Huh? That is some strange ideas with some strange assumptions.
No, you need not eternal growth to fund a project. To fund it, you need a fixed sum. See kickstarter projects for reference. Big companies prefinance that funding. Then release the game and hope their calculations turn out to be correct and the game makes more than funding did cost. Every unit sold afterwards just increases the return of investment. It is a lot like producing a movie. (And on a side note, the recent Unity desaster was in big parts, because the pricing change could topple those calculations after the fact.)
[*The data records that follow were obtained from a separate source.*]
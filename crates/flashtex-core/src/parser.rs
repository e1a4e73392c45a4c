//! Deck file parser.
//!
//! Splits a `*_cards.tex` file into an ordered, gap-free list of [`Block`]s and
//! extracts a [`CardRecord`] for every well-formed card. Anything that is not a
//! section heading, a card or an annotation is passed through as text, so the
//! blocks always reassemble into the original bytes.
//!
//! Recognised constructs, each at the start of a line:
//!
//! ```text
//! \section{Algebra}
//! \begin{flashcard}{quad-01}
//!   \Q{Solve $x^2 - 5x + 6 = 0$}
//!   \A{$x \in \{2, 3\}$}
//! \end{flashcard}
//! %@rep:quad-01:2026-01-02:6:2.50:2
//! ```

use std::collections::HashMap;
use std::path::{Path, PathBuf};

use crate::annotation::{self, ANNOTATION_PREFIX};
use crate::error::{DeckError, DeckResult, ParseError, ParseErrorKind};
use crate::model::{CardRecord, SourceLocation, Span, DEFAULT_SECTION};
use crate::store;

/// Opens a card; followed by `{id}`.
pub const BEGIN_TAG: &str = "\\begin{flashcard}";
/// Closes a card.
pub const END_TAG: &str = "\\end{flashcard}";

/// What a [`Block`] holds.
#[derive(Debug, Clone, PartialEq, Eq)]
pub enum BlockKind {
    /// Preamble, prose, comments, blank lines, unknown commands.
    Text,
    /// `\section{name}` or `\section*{name}`.
    Section { name: String },
    /// A terminated card with a usable ID (possibly a duplicate).
    Card { id: String },
    /// A `%@rep:` line.
    Annotation { id: String },
    /// A card that could not be parsed.
    Malformed,
}

/// A contiguous region of the source file.
#[derive(Debug, Clone, PartialEq, Eq)]
pub struct Block {
    pub kind: BlockKind,
    pub span: Span,
    /// 1-based line on which the block starts.
    pub first_line: usize,
}

/// Everything extracted from one file.
#[derive(Debug, Default)]
pub struct ParsedSource {
    pub blocks: Vec<Block>,
    /// Cards in file order, duplicates and malformed cards excluded.
    pub cards: Vec<CardRecord>,
    /// Per-card and per-line problems, in file order.
    pub errors: Vec<DeckError>,
}

impl ParsedSource {
    /// Find a card by ID.
    pub fn card(&self, id: &str) -> Option<&CardRecord> {
        self.cards.iter().find(|c| c.id == id)
    }
}

/// Read and parse a deck file.
pub fn parse_file(path: &Path) -> DeckResult<ParsedSource> {
    let text = store::read_source(path)?;
    Ok(parse_source(&text, path))
}

/// Parse deck text. `file` is recorded in every card and error.
pub fn parse_source(text: &str, file: &Path) -> ParsedSource {
    let parsed = SourceParser::new(text, file).run();
    tracing::debug!(
        "parsed {}: {} cards, {} blocks, {} errors",
        file.display(),
        parsed.cards.len(),
        parsed.blocks.len(),
        parsed.errors.len()
    );
    parsed
}

#[derive(Debug, Clone, Copy)]
struct Line<'a> {
    /// Byte offset of the first character.
    start: usize,
    /// Line text without its terminator.
    content: &'a str,
    /// Byte offset just past the terminator.
    end: usize,
    /// 1-based.
    number: usize,
}

impl Line<'_> {
    fn indent(&self) -> usize {
        self.content.len() - self.content.trim_start().len()
    }
}

/// Byte order mark some editors put at the start of a file.
const BOM: char = '\u{feff}';

/// Split `text` into lines. A leading byte order mark is not part of the
/// first line.
fn split_lines(text: &str) -> Vec<Line<'_>> {
    let mut lines = Vec::new();
    let body = text.strip_prefix(BOM).unwrap_or(text);
    let mut start = text.len() - body.len();
    for (idx, raw) in body.split_inclusive('\n').enumerate() {
        let content = match raw.strip_suffix('\n') {
            Some(s) => s.strip_suffix('\r').unwrap_or(s),
            None => raw,
        };
        lines.push(Line {
            start,
            content,
            end: start + raw.len(),
            number: idx + 1,
        });
        start += raw.len();
    }
    lines
}

/// The card closed on the line just before the current one.
struct Pending {
    id: String,
    /// Index into `cards`, `None` if the card was excluded.
    card: Option<usize>,
}

struct SourceParser<'a> {
    text: &'a str,
    file: PathBuf,
    lines: Vec<Line<'a>>,
    out: ParsedSource,
    section: String,
    text_start: Option<(usize, usize)>,
    pending: Option<Pending>,
    first_seen: HashMap<String, usize>,
}

impl<'a> SourceParser<'a> {
    fn new(text: &'a str, file: &Path) -> Self {
        Self {
            text,
            file: file.to_path_buf(),
            lines: split_lines(text),
            out: ParsedSource::default(),
            section: DEFAULT_SECTION.to_string(),
            // a byte order mark opens the first text block
            text_start: text.starts_with(BOM).then_some((0, 1)),
            pending: None,
            first_seen: HashMap::new(),
        }
    }

    fn run(mut self) -> ParsedSource {
        let mut i = 0;
        while i < self.lines.len() {
            let line = self.lines[i];
            let trimmed = line.content.trim_start();

            if trimmed.starts_with(ANNOTATION_PREFIX) {
                self.scan_annotation(line);
                i += 1;
                continue;
            }
            self.pending = None;

            if trimmed.starts_with(BEGIN_TAG) {
                i = self.scan_card(i);
                continue;
            }

            if let Some(name) = section_name(trimmed) {
                let name = name.to_string();
                self.push_block(BlockKind::Section { name: name.clone() }, line.start, line.end, line.number);
                self.section = name;
            } else {
                self.push_text(line);
            }
            i += 1;
        }
        self.flush_text(self.text.len());
        self.out
    }

    fn error(&mut self, line: usize, kind: ParseErrorKind) {
        self.out
            .errors
            .push(ParseError::new(self.file.clone(), line, kind).into());
    }

    fn push_text(&mut self, line: Line<'_>) {
        if self.text_start.is_none() {
            self.text_start = Some((line.start, line.number));
        }
    }

    fn flush_text(&mut self, up_to: usize) {
        if let Some((start, first_line)) = self.text_start.take() {
            if up_to > start {
                self.out.blocks.push(Block {
                    kind: BlockKind::Text,
                    span: Span::new(start, up_to),
                    first_line,
                });
            }
        }
    }

    fn push_block(&mut self, kind: BlockKind, start: usize, end: usize, first_line: usize) {
        self.flush_text(start);
        self.out.blocks.push(Block {
            kind,
            span: Span::new(start, end),
            first_line,
        });
    }

    fn scan_annotation(&mut self, line: Line<'_>) {
        let body = line.content.trim_start();
        let span = Span::new(line.start + line.indent(), line.start + line.content.len());
        let pending = self.pending.take();

        let Some(raw) = annotation::split(body) else {
            self.push_block(
                BlockKind::Annotation { id: String::new() },
                line.start,
                line.end,
                line.number,
            );
            self.error(
                line.number,
                ParseErrorKind::MalformedAnnotation("missing card ID".into()),
            );
            return;
        };

        self.push_block(
            BlockKind::Annotation { id: raw.id.to_string() },
            line.start,
            line.end,
            line.number,
        );

        match pending {
            Some(p) if p.id == raw.id => {
                let Some(idx) = p.card else {
                    return;
                };
                self.out.cards[idx].source.annotation_span = Some(span);
                match annotation::decode_state(raw.fields) {
                    Ok(state) => self.out.cards[idx].review_state = state,
                    Err(reason) => {
                        self.error(line.number, ParseErrorKind::MalformedAnnotation(reason));
                    }
                }
            }
            _ => self.error(
                line.number,
                ParseErrorKind::OrphanedAnnotation(raw.id.to_string()),
            ),
        }
    }

    /// Scan the card opened on line `i`; returns the index of the next line
    /// to look at.
    fn scan_card(&mut self, i: usize) -> usize {
        let open = self.lines[i];
        let after_tag = open.indent() + BEGIN_TAG.len();
        let header = &open.content[after_tag..];
        let id = parse_card_id(header);

        let mut close = None;
        for j in i..self.lines.len() {
            let line = self.lines[j];
            if j > i && line.content.trim_start().starts_with(BEGIN_TAG) {
                break;
            }
            let from = if j == i { after_tag } else { 0 };
            if let Some(pos) = line.content[from..].find(END_TAG) {
                close = Some((j, from + pos));
                break;
            }
        }

        let Some((j, end_pos)) = close else {
            let name = id.as_ref().map(|(id, _)| id.clone()).unwrap_or_default();
            self.push_block(BlockKind::Malformed, open.start, open.end, open.number);
            self.error(open.number, ParseErrorKind::Unterminated(name));
            return i + 1;
        };

        let close_line = self.lines[j];
        let span = Span::new(open.start, close_line.end);
        let body_start = open.start + after_tag + id.as_ref().map_or(0, |(_, used)| *used);
        let body_end = close_line.start + end_pos;
        let text = self.text;
        let body = &text[body_start.min(body_end)..body_end];

        let id = match id {
            Ok((id, _)) => id,
            Err(kind) => {
                self.push_block(BlockKind::Malformed, span.start, span.end, open.number);
                self.error(open.number, kind);
                return j + 1;
            }
        };

        let question = find_payload(body, "Q");
        let answer = find_payload(body, "A");
        let (question, answer) = match (question, answer) {
            (Some(q), Some(a)) => (q.to_string(), a.to_string()),
            (None, _) => {
                self.reject_card(span, open.number, ParseErrorKind::MissingQuestion(id));
                return j + 1;
            }
            (_, None) => {
                self.reject_card(span, open.number, ParseErrorKind::MissingAnswer(id));
                return j + 1;
            }
        };

        self.push_block(BlockKind::Card { id: id.clone() }, span.start, span.end, open.number);

        if let Some(&first_line) = self.first_seen.get(&id) {
            self.out.errors.push(DeckError::DuplicateId {
                id: id.clone(),
                file: self.file.clone(),
                line: open.number,
                first_file: self.file.clone(),
                first_line,
            });
            self.pending = Some(Pending { id, card: None });
            return j + 1;
        }

        self.first_seen.insert(id.clone(), open.number);
        self.out.cards.push(CardRecord {
            id: id.clone(),
            question,
            answer,
            section: self.section.clone(),
            source: SourceLocation {
                file: self.file.clone(),
                line: open.number,
                card_span: span,
                annotation_span: None,
            },
            review_state: None,
        });
        self.pending = Some(Pending {
            id,
            card: Some(self.out.cards.len() - 1),
        });
        j + 1
    }

    fn reject_card(&mut self, span: Span, line: usize, kind: ParseErrorKind) {
        let id = match &kind {
            ParseErrorKind::MissingQuestion(id) | ParseErrorKind::MissingAnswer(id) => id.clone(),
            _ => String::new(),
        };
        self.push_block(BlockKind::Malformed, span.start, span.end, line);
        self.error(line, kind);
        self.pending = Some(Pending { id, card: None });
    }
}

/// `{id}` right after the begin tag. Returns the ID and the number of header
/// bytes consumed.
fn parse_card_id(header: &str) -> Result<(String, usize), ParseErrorKind> {
    let rest = header.trim_start();
    let skipped = header.len() - rest.len();
    if !rest.starts_with('{') {
        return Err(ParseErrorKind::MissingId);
    }
    let (inner, used) = braced(rest).ok_or(ParseErrorKind::MissingId)?;
    let id = inner.trim();
    if id.is_empty() {
        return Err(ParseErrorKind::MissingId);
    }
    if id.chars().any(|c| c.is_whitespace() || matches!(c, ':' | '{' | '}')) {
        return Err(ParseErrorKind::InvalidId(id.to_string()));
    }
    Ok((id.to_string(), skipped + used))
}

/// Section name from a `\section{...}` or `\section*{...}` line.
fn section_name(trimmed: &str) -> Option<&str> {
    let rest = trimmed.strip_prefix("\\section")?;
    let rest = rest.strip_prefix('*').unwrap_or(rest).trim_start();
    if !rest.starts_with('{') {
        return None;
    }
    let (inner, _) = braced(rest)?;
    let name = inner.trim();
    (!name.is_empty()).then_some(name)
}

/// First `\<command>{...}` or `\<command>block{...}` payload in `body`,
/// trimmed. Empty payloads count as missing.
fn find_payload<'b>(body: &'b str, command: &str) -> Option<&'b str> {
    let needle = format!("\\{command}");
    let mut search = 0;
    while let Some(pos) = body[search..].find(&needle) {
        let at = search + pos;
        search = at + needle.len();
        // `\\Q` is a line break followed by plain text
        if body[..at].ends_with('\\') {
            continue;
        }
        let rest = &body[search..];
        let rest = rest.strip_prefix("block").unwrap_or(rest).trim_start();
        if rest.starts_with('{') {
            return braced(rest)
                .map(|(inner, _)| inner.trim())
                .filter(|payload| !payload.is_empty());
        }
    }
    None
}

/// Content of the balanced `{...}` group at the start of `s`, and the number
/// of bytes the group occupies. Backslash escapes do not count toward nesting.
fn braced(s: &str) -> Option<(&str, usize)> {
    let mut depth = 0usize;
    let mut chars = s.char_indices();
    while let Some((idx, ch)) = chars.next() {
        match ch {
            '\\' => {
                chars.next();
            }
            '{' => depth += 1,
            '}' => {
                depth = depth.checked_sub(1)?;
                if depth == 0 {
                    return Some((&s[1..idx], idx + 1));
                }
            }
            _ => {}
        }
    }
    None
}
//! CLI integration tests using assert_cmd.

use std::path::Path;

use assert_cmd::Command;
use predicates::prelude::*;
use tempfile::TempDir;

const ALGEBRA: &str = r"\section{Algebra}
\begin{flashcard}{alg-1}
\Q{$x + 1 = 2$}
\A{$x = 1$}
\end{flashcard}
%@rep:alg-1:2026-01-01:6:2.50:2

\begin{flashcard}{alg-2}
\Q{$2x = 4$}
\A{$x = 2$}
\end{flashcard}
";

const CALCULUS: &str = r"\begin{flashcard}{calc-1}
\Q{$\int 1\,dx$}
\A{$x + C$}
\end{flashcard}
";

/// A command isolated from the caller's config and environment.
fn flashtex(home: &Path) -> Command {
    #[allow(deprecated)]
    let mut cmd = Command::cargo_bin("flashtex").unwrap();
    cmd.env("HOME", home)
        .env_remove("FLASHTEX_DECK_DIR")
        .env_remove("RUST_LOG")
        .current_dir(home);
    cmd
}

fn deck_dir() -> TempDir {
    let dir = TempDir::new().unwrap();
    std::fs::write(dir.path().join("algebra_cards.tex"), ALGEBRA).unwrap();
    std::fs::write(dir.path().join("calculus_cards.tex"), CALCULUS).unwrap();
    std::fs::write(dir.path().join("notes.tex"), "\\begin{flashcard}{broken}\n").unwrap();
    dir
}

#[test]
fn help_output() {
    let dir = TempDir::new().unwrap();
    flashtex(dir.path())
        .arg("--help")
        .assert()
        .success()
        .stdout(predicate::str::contains("spaced repetition"));
}

#[test]
fn version_output() {
    let dir = TempDir::new().unwrap();
    flashtex(dir.path())
        .arg("--version")
        .assert()
        .success()
        .stdout(predicate::str::contains("flashtex"));
}

#[test]
fn init_creates_files() {
    let dir = TempDir::new().unwrap();

    flashtex(dir.path())
        .arg("init")
        .assert()
        .success()
        .stdout(predicate::str::contains("Created flashtex.toml"))
        .stdout(predicate::str::contains("Created example_cards.tex"));

    assert!(dir.path().join("flashtex.toml").exists());
    assert!(dir.path().join("example_cards.tex").exists());
}

#[test]
fn init_skips_existing() {
    let dir = TempDir::new().unwrap();
    std::fs::write(dir.path().join("flashtex.toml"), "recursive = true\n").unwrap();

    flashtex(dir.path())
        .arg("init")
        .assert()
        .success()
        .stdout(predicate::str::contains("flashtex.toml already exists"));

    assert_eq!(
        std::fs::read_to_string(dir.path().join("flashtex.toml")).unwrap(),
        "recursive = true\n"
    );
}

#[test]
fn init_output_validates() {
    let dir = TempDir::new().unwrap();
    flashtex(dir.path()).arg("init").assert().success();

    flashtex(dir.path())
        .arg("validate")
        .assert()
        .success()
        .stdout(predicate::str::contains("3 card(s) in 2 section(s) across 1 file(s)"))
        .stdout(predicate::str::contains("All deck files valid"));
}

#[test]
fn validate_clean_deck() {
    let dir = deck_dir();
    flashtex(dir.path())
        .arg("validate")
        .arg("--dir")
        .arg(dir.path())
        .assert()
        .success()
        .stdout(predicate::str::contains("algebra_cards.tex: 2 card(s)"))
        .stdout(predicate::str::contains("calculus_cards.tex: 1 card(s)"))
        .stdout(predicate::str::contains("notes.tex").not());
}

#[test]
fn validate_reports_every_problem() {
    let dir = deck_dir();
    std::fs::write(
        dir.path().join("extra_cards.tex"),
        "\\begin{flashcard}{alg-2}\n\\Q{again}\n\\A{dup}\n\\end{flashcard}\n\
\\begin{flashcard}{lonely}\n\\Q{no answer}\n\\end{flashcard}\n",
    )
    .unwrap();

    flashtex(dir.path())
        .arg("validate")
        .arg("--dir")
        .arg(dir.path())
        .assert()
        .failure()
        .stdout(predicate::str::contains("duplicate card ID `alg-2`"))
        .stdout(predicate::str::contains("card `lonely` has no answer"))
        .stderr(predicate::str::contains("2 problem(s) found"));
}

#[test]
fn validate_lists_errors_under_their_file() {
    let dir = deck_dir();
    std::fs::write(
        dir.path().join("broken_cards.tex"),
        "\\begin{flashcard}{lonely}\n\\Q{no answer}\n\\end{flashcard}\n",
    )
    .unwrap();

    let output = flashtex(dir.path()).arg("validate").output().unwrap();
    assert!(!output.status.success());
    let stdout = String::from_utf8(output.stdout).unwrap();
    let header = stdout.find("broken_cards.tex: 0 card(s)").unwrap();
    let error = stdout.find("card `lonely` has no answer").unwrap();
    let next_file = stdout.find("calculus_cards.tex: 1 card(s)").unwrap();
    assert!(header < error && error < next_file, "{stdout}");
}

#[test]
fn validate_accepts_decks_with_unreviewed_annotations() {
    let dir = TempDir::new().unwrap();
    std::fs::write(
        dir.path().join("saved_cards.tex"),
        "\\begin{flashcard}{fresh}\n\\Q{q}\n\\A{a}\n\\end{flashcard}\n%@rep:fresh:none:1:2.50:0\n\
\\begin{flashcard}{old}\n\\Q{q}\n\\A{a}\n\\end{flashcard}\n%@rep:old:2026-01-02:6:2.50\n",
    )
    .unwrap();

    flashtex(dir.path())
        .arg("validate")
        .assert()
        .success()
        .stdout(predicate::str::contains("All deck files valid"));

    flashtex(dir.path())
        .args(["rate", "fresh", "--rating", "5", "--today", "2026-01-01"])
        .assert()
        .success();
    let text = std::fs::read_to_string(dir.path().join("saved_cards.tex")).unwrap();
    assert!(text.contains("%@rep:fresh:2026-01-01:1:2.60:1\n"));
    assert!(!text.contains("none"));
}

#[test]
fn validate_without_deck_files() {
    let dir = TempDir::new().unwrap();
    flashtex(dir.path())
        .arg("validate")
        .assert()
        .failure()
        .stderr(predicate::str::contains("no deck files matching *_cards.tex"));
}

#[test]
fn list_due_cards() {
    let dir = deck_dir();
    flashtex(dir.path())
        .args(["list", "--due", "--today", "2026-01-06"])
        .assert()
        .success()
        .stdout(predicate::str::contains("alg-2"))
        .stdout(predicate::str::contains("calc-1"))
        .stdout(predicate::str::contains("alg-1").not())
        .stdout(predicate::str::contains("2 card(s)"));
}

#[test]
fn list_by_section() {
    let dir = deck_dir();
    flashtex(dir.path())
        .args(["list", "--section", "General"])
        .assert()
        .success()
        .stdout(predicate::str::contains("calc-1"))
        .stdout(predicate::str::contains("alg-2").not());
}

#[test]
fn list_due_within_section() {
    let dir = deck_dir();
    flashtex(dir.path())
        .args(["list", "--section", "Algebra", "--due", "--today", "2026-01-06"])
        .assert()
        .success()
        .stdout(predicate::str::contains("alg-2"))
        .stdout(predicate::str::contains("alg-1").not())
        .stdout(predicate::str::contains("calc-1").not())
        .stdout(predicate::str::contains("1 card(s)"));
}

#[test]
fn list_json() {
    let dir = deck_dir();
    let output = flashtex(dir.path())
        .args(["list", "--format", "json"])
        .output()
        .unwrap();
    assert!(output.status.success());

    let cards: serde_json::Value = serde_json::from_slice(&output.stdout).unwrap();
    let cards = cards.as_array().unwrap();
    assert_eq!(cards.len(), 3);
    assert_eq!(cards[0]["id"], "alg-1");
    assert_eq!(cards[0]["review_state"]["interval_days"], 6);
    assert_eq!(cards[0]["review_state"]["ease_factor"], 2.5);
    assert!(cards[1]["review_state"].is_null());
}

#[test]
fn list_rejects_unknown_format() {
    let dir = deck_dir();
    flashtex(dir.path())
        .args(["list", "--format", "yaml"])
        .assert()
        .failure()
        .stderr(predicate::str::contains("unknown format"));
}

#[test]
fn sections_summary() {
    let dir = deck_dir();
    flashtex(dir.path())
        .args(["sections", "--today", "2026-01-06"])
        .assert()
        .success()
        .stdout(predicate::str::contains("Algebra"))
        .stdout(predicate::str::contains("General"))
        .stdout(predicate::str::contains("2 card(s) due on 2026-01-06"));
}

#[test]
fn show_card() {
    let dir = deck_dir();
    flashtex(dir.path())
        .args(["show", "alg-1"])
        .assert()
        .success()
        .stdout(predicate::str::contains("question: $x + 1 = 2$"))
        .stdout(predicate::str::contains("next:     2026-01-07"));
}

#[test]
fn show_unknown_card() {
    let dir = deck_dir();
    flashtex(dir.path())
        .args(["show", "nope"])
        .assert()
        .failure()
        .stderr(predicate::str::contains("unknown card: nope"));
}

#[test]
fn rate_updates_existing_annotation() {
    let dir = deck_dir();
    flashtex(dir.path())
        .args(["rate", "alg-1", "--rating", "4", "--today", "2026-01-07"])
        .assert()
        .success()
        .stdout(predicate::str::contains("Rated alg-1: 4 (good)"))
        .stdout(predicate::str::contains("Next review on 2026-01-22"));

    let text = std::fs::read_to_string(dir.path().join("algebra_cards.tex")).unwrap();
    assert_eq!(
        text,
        ALGEBRA.replace(
            "%@rep:alg-1:2026-01-01:6:2.50:2",
            "%@rep:alg-1:2026-01-07:15:2.50:3"
        )
    );
}

#[test]
fn rate_new_card_appends_annotation() {
    let dir = deck_dir();
    flashtex(dir.path())
        .args(["rate", "calc-1", "--rating", "5", "--today", "2026-01-01"])
        .assert()
        .success()
        .stdout(predicate::str::contains("Next review on 2026-01-02"));

    let text = std::fs::read_to_string(dir.path().join("calculus_cards.tex")).unwrap();
    assert_eq!(text, format!("{CALCULUS}%@rep:calc-1:2026-01-01:1:2.60:1\n"));

    // the other file is left alone
    assert_eq!(
        std::fs::read_to_string(dir.path().join("algebra_cards.tex")).unwrap(),
        ALGEBRA
    );
}

#[test]
fn rate_rejects_out_of_range() {
    let dir = deck_dir();
    for bad in ["0", "6", "-1"] {
        flashtex(dir.path())
            .args(["rate", "alg-1", "--rating", bad])
            .assert()
            .failure()
            .stderr(predicate::str::contains(format!("invalid rating {bad}")));
    }
    assert_eq!(
        std::fs::read_to_string(dir.path().join("algebra_cards.tex")).unwrap(),
        ALGEBRA
    );
}

#[test]
fn rate_unknown_card() {
    let dir = deck_dir();
    flashtex(dir.path())
        .args(["rate", "nope", "--rating", "3"])
        .assert()
        .failure()
        .stderr(predicate::str::contains("unknown card: nope"));
}

#[test]
fn config_file_and_env_override() {
    let decks = deck_dir();
    let home = TempDir::new().unwrap();
    let config = home.path().join("custom.toml");
    std::fs::write(
        &config,
        format!("deck_dir = {:?}\n", decks.path().to_str().unwrap()),
    )
    .unwrap();

    flashtex(home.path())
        .arg("--config")
        .arg(&config)
        .arg("validate")
        .assert()
        .success()
        .stdout(predicate::str::contains("3 card(s)"));

    flashtex(home.path())
        .env("FLASHTEX_DECK_DIR", decks.path())
        .args(["show", "calc-1"])
        .assert()
        .success()
        .stdout(predicate::str::contains("calc-1 [General]"));
}

#[test]
fn missing_config_file() {
    let dir = TempDir::new().unwrap();
    flashtex(dir.path())
        .args(["--config", "nope.toml", "list"])
        .assert()
        .failure()
        .stderr(predicate::str::contains("config file not found"));
}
If you have a game that needs maintenance, you need recurring income to cover for that maintenance. Like hosting the servers of an mmo and paying people for supporting the players and whatnot. If the calculation is good, you could even forgo the initial purchase price and only collect recurring payments of whatever kind (subscription, ads, in-app purchases etc).
And I do not understand what you mean, that Mojang would fail, if people would not buy the Minecraft game in 10 years. Minecraft and Mojang is property of Microsoft since 2014. You can be sure that they will market their $ 2.5 Billion investment in years to come. Even if no one bothers to buy it anymore, so what? Software is project based. If they continue to invest maintenance in a game that no ony buys and do not develop new projets, that is blatant mismanagement and has nothing to do with sustainability, but with running a company.